To do
Transcribe exactly everything in the data below from the line containing "impl fmt::Debug for" down to the line containing "The handle exposes", both lines included and nothing further.

Task inputs
*****
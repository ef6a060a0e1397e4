use std::fmt;
use std::sync::{Arc, Mutex};

use tokio::time::Instant;

use crate::cancelable::Cancelable;
use crate::observable::Observable;

use super::RequestError;

/// The lifecycle state of a request, as observed by its consumers.
pub enum RequestResult<D> {
    /// The data is being fetched, or fetching has not started yet.
    Loading,
    /// The data is available.
    Success {
        data: D,
        /// Tells the owning handler that `data` is no longer usable and must be refetched.
        report_expired: ExpireReporter,
    },
    /// Fetching the data failed.
    Error {
        error: RequestError,
        /// When the next attempt is scheduled, if any.
        retry_at: Option<Instant>,
    },
    /// The request was evicted or released. This is terminal.
    Released,
}

impl<D> RequestResult<D> {
    pub fn is_loading(&self) -> bool {
        matches!(self, Self::Loading)
    }

    pub fn is_released(&self) -> bool {
        matches!(self, Self::Released)
    }

    /// The resolved data, if this is a [`Success`](Self::Success).
    pub fn data(&self) -> Option<&D> {
        match self {
            Self::Success { data, .. } => Some(data),
            _ => None,
        }
    }

    pub fn error(&self) -> Option<&RequestError> {
        match self {
            Self::Error { error, .. } => Some(error),
            _ => None,
        }
    }

    /// Calls the [`ExpireReporter`] if this is a [`Success`](Self::Success).
    pub fn report_expired(&self) {
        if let Self::Success { report_expired, .. } = self {
            report_expired.report();
        }
    }

    /// A short name of the variant, used in logs and metrics.
    pub fn kind(&self) -> &'static str {
        match self {
            Self::Loading => "loading",
            Self::Success { .. } => "success",
            Self::Error { .. } => "error",
            Self::Released => "released",
        }
    }
}

impl<D: Clone> Clone for RequestResult<D> {
    fn clone(&self) -> Self {
        match self {
            Self::Loading => Self::Loading,
            Self::Success {
                data,
                report_expired,
            } => Self::Success {
                data: data.clone(),
                report_expired: report_expired.clone(),
            },
            Self::Error { error, retry_at } => Self::Error {
                error: error.clone(),
                retry_at: *retry_at,
            },
            Self::Released => Self::Released,
        }
    }
}

impl<D: fmt::Debug> fmt::Debug for RequestResult<D> {
    fn fmt(&self, f: &mut fmt::Formatter<'_>) -> fmt::Result {
        match self {
            Self::Loading => f.write_str("Loading"),
            Self::Success { data, .. } => f.debug_struct("Success").field("data", data).finish(),
            Self::Error { error, retry_at } => f
                .debug_struct("Error")
                .field("error", error)
                .field("retry_at", retry_at)
                .finish(),
            Self::Released => f.write_str("Released"),
        }
    }
}

/// A callback which flags the data of a [`RequestResult::Success`] as expired.
///
/// Reporting is a no-op once the result it was handed out with has been replaced.
#[derive(Clone)]
pub struct ExpireReporter(Arc<dyn Fn() + Send + Sync>);

impl ExpireReporter {
    pub fn new<F>(report: F) -> Self
    where
        F: Fn() + Send + Sync + 'static,
    {
        Self(Arc::new(report))
    }

    /// A reporter which does nothing.
    pub fn noop() -> Self {
        Self::new(|| {})
    }

    pub fn report(&self) {
        (self.0)()
    }
}

impl fmt::Debug for ExpireReporter {
    fn fmt(&self, f: &mut fmt::Formatter<'_>) -> fmt::Result {
        f.write_str("ExpireReporter")
    }
}

type Releaser = Box<dyn FnOnce() + Send>;

struct HandleInner<T> {
    data: Observable<RequestResult<T>>,
    releaser: Mutex<Option<Releaser>>,
}

impl<T> HandleInner<T> {
    fn release(&self) -> bool {
        let releaser = self.releaser.lock().unwrap().take();
        match releaser {
            Some(release) => {
                release();
                true
            }
            None => false,
        }
    }
}

impl<T> Drop for HandleInner<T> {
    fn drop(&mut self) {
        self.release();
    }
}

/// A consumer's hold on a request.
///
/// The handle exposes the [`RequestResult`] of the request as an [`Observable`]. Consumers must
/// [`release`](Self::release) the handle once they no longer need the data; releasing is
/// idempotent and shared between clones. Dropping the last clone releases the handle as well.
pub struct RequestHandle<T> {
    inner: Arc<HandleInner<T>>,
}

impl<T> Clone for RequestHandle<T> {
    fn clone(&self) -> Self {
        Self {
            inner: Arc::clone(&self.inner),
        }
    }
}

impl<T: Clone + Send + 'static> RequestHandle<T> {
    /// Creates a handle around `data` which runs `release` when released.
    pub fn new<F>(data: Observable<RequestResult<T>>, release: F) -> Self
    where
        F: FnOnce() + Send + 'static,
    {
        Self {
            inner: Arc::new(HandleInner {
                data,
                releaser: Mutex::new(Some(Box::new(release))),
            }),
        }
    }

    /// The observable result of this request.
    pub fn data(&self) -> &Observable<RequestResult<T>> {
        &self.inner.data
    }

    /// A copy of the current result.
    pub fn get(&self) -> RequestResult<T> {
        self.inner.data.get()
    }

    /// Waits for the request to leave [`RequestResult::Loading`] and returns the result.
    pub async fn settled(&self) -> RequestResult<T> {
        self.inner.data.wait_for(|result| !result.is_loading()).await
    }

    /// Gives up this consumer's hold on the request.
    ///
    /// Returns `false` if the handle was released before.
    pub fn release(&self) -> bool {
        self.inner.release()
    }

    pub fn is_released(&self) -> bool {
        self.inner.releaser.lock().unwrap().is_none()
    }
}

impl<T: fmt::Debug> fmt::Debug for RequestHandle<T> {
    fn fmt(&self, f: &mut fmt::Formatter<'_>) -> fmt::Result {
        f.debug_struct("RequestHandle")
            .field("data", &self.inner.data)
            .finish()
    }
}

type Refresher<R> = Arc<dyn Fn() -> Cancelable<Result<R, RequestError>> + Send + Sync>;

/// Produces a fresh reference for a request on demand.
///
/// The handler invokes it when the data of a request was reported expired, when the current
/// reference is no longer authorized, and to resolve requests started without a reference.
/// Failing with [`RequestError::Released`] means "no new reference", which keeps the request
/// as it is.
pub struct RefreshRef<R>(Refresher<R>);

impl<R> Clone for RefreshRef<R> {
    fn clone(&self) -> Self {
        Self(Arc::clone(&self.0))
    }
}

impl<R: Send + 'static> RefreshRef<R> {
    pub fn new<F>(refresh: F) -> Self
    where
        F: Fn() -> Cancelable<Result<R, RequestError>> + Send + Sync + 'static,
    {
        Self(Arc::new(refresh))
    }

    /// A refresher which never produces a new reference.
    pub fn never() -> Self {
        Self::new(|| Cancelable::resolved(Err(RequestError::Released)))
    }

    /// A refresher which always hands out the same reference.
    pub fn constant(reference: R) -> Self
    where
        R: Clone + Sync,
    {
        Self::new(move || Cancelable::resolved(Ok(reference.clone())))
    }

    pub fn refresh(&self) -> Cancelable<Result<R, RequestError>> {
        (self.0)()
    }
}

impl<R> fmt::Debug for RefreshRef<R> {
    fn fmt(&self, f: &mut fmt::Formatter<'_>) -> fmt::Result {
        f.write_str("RefreshRef")
    }
}

#[cfg(test)]
mod tests {
    use std::sync::atomic::{AtomicUsize, Ordering};

    use super::*;

    #[test]
    fn test_release_is_idempotent_across_clones() {
        let releases = Arc::new(AtomicUsize::new(0));
        let handle = {
            let releases = Arc::clone(&releases);
            RequestHandle::<u32>::new(Observable::new(RequestResult::Loading), move || {
                releases.fetch_add(1, Ordering::Relaxed);
            })
        };
        let clone = handle.clone();

        assert!(handle.release());
        assert!(!clone.release());
        assert!(clone.is_released());
        drop(handle);
        drop(clone);
        assert_eq!(releases.load(Ordering::Relaxed), 1);
    }

    #[test]
    fn test_dropping_last_clone_releases() {
        let releases = Arc::new(AtomicUsize::new(0));
        let handle = {
            let releases = Arc::clone(&releases);
            RequestHandle::<u32>::new(Observable::new(RequestResult::Loading), move || {
                releases.fetch_add(1, Ordering::Relaxed);
            })
        };
        let clone = handle.clone();
        drop(handle);
        assert_eq!(releases.load(Ordering::Relaxed), 0);
        drop(clone);
        assert_eq!(releases.load(Ordering::Relaxed), 1);
    }

    #[test]
    fn test_result_accessors() {
        let success = RequestResult::Success {
            data: 3,
            report_expired: ExpireReporter::noop(),
        };
        assert_eq!(success.data(), Some(&3));
        assert_eq!(success.kind(), "success");

        let error = RequestResult::<u32>::Error {
            error: RequestError::NotFound,
            retry_at: None,
        };
        assert_eq!(error.error(), Some(&RequestError::NotFound));
        assert!(error.data().is_none());
        assert!(RequestResult::<u32>::Loading.is_loading());
    }
}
*****
Response area
impl fmt::Debug for ExpireReporter {
    fn fmt(&self, f: &mut fmt::Formatter<'_>) -> fmt::Result {
        f.write_str("ExpireReporter")
    }
}

type Releaser = Box<dyn FnOnce() + Send>;

struct HandleInner<T> {
    data: Observable<RequestResult<T>>,
    releaser: Mutex<Option<Releaser>>,
}

impl<T> HandleInner<T> {
    fn release(&self) -> bool {
        let releaser = self.releaser.lock().unwrap().take();
        match releaser {
            Some(release) => {
                release();
                true
            }
            None => false,
        }
    }
}

impl<T> Drop for HandleInner<T> {
    fn drop(&mut self) {
        self.release();
    }
}

/// A consumer's hold on a request.
///
/// The handle exposes the [`RequestResult`] of the request as an [`Observable`]. Consumers must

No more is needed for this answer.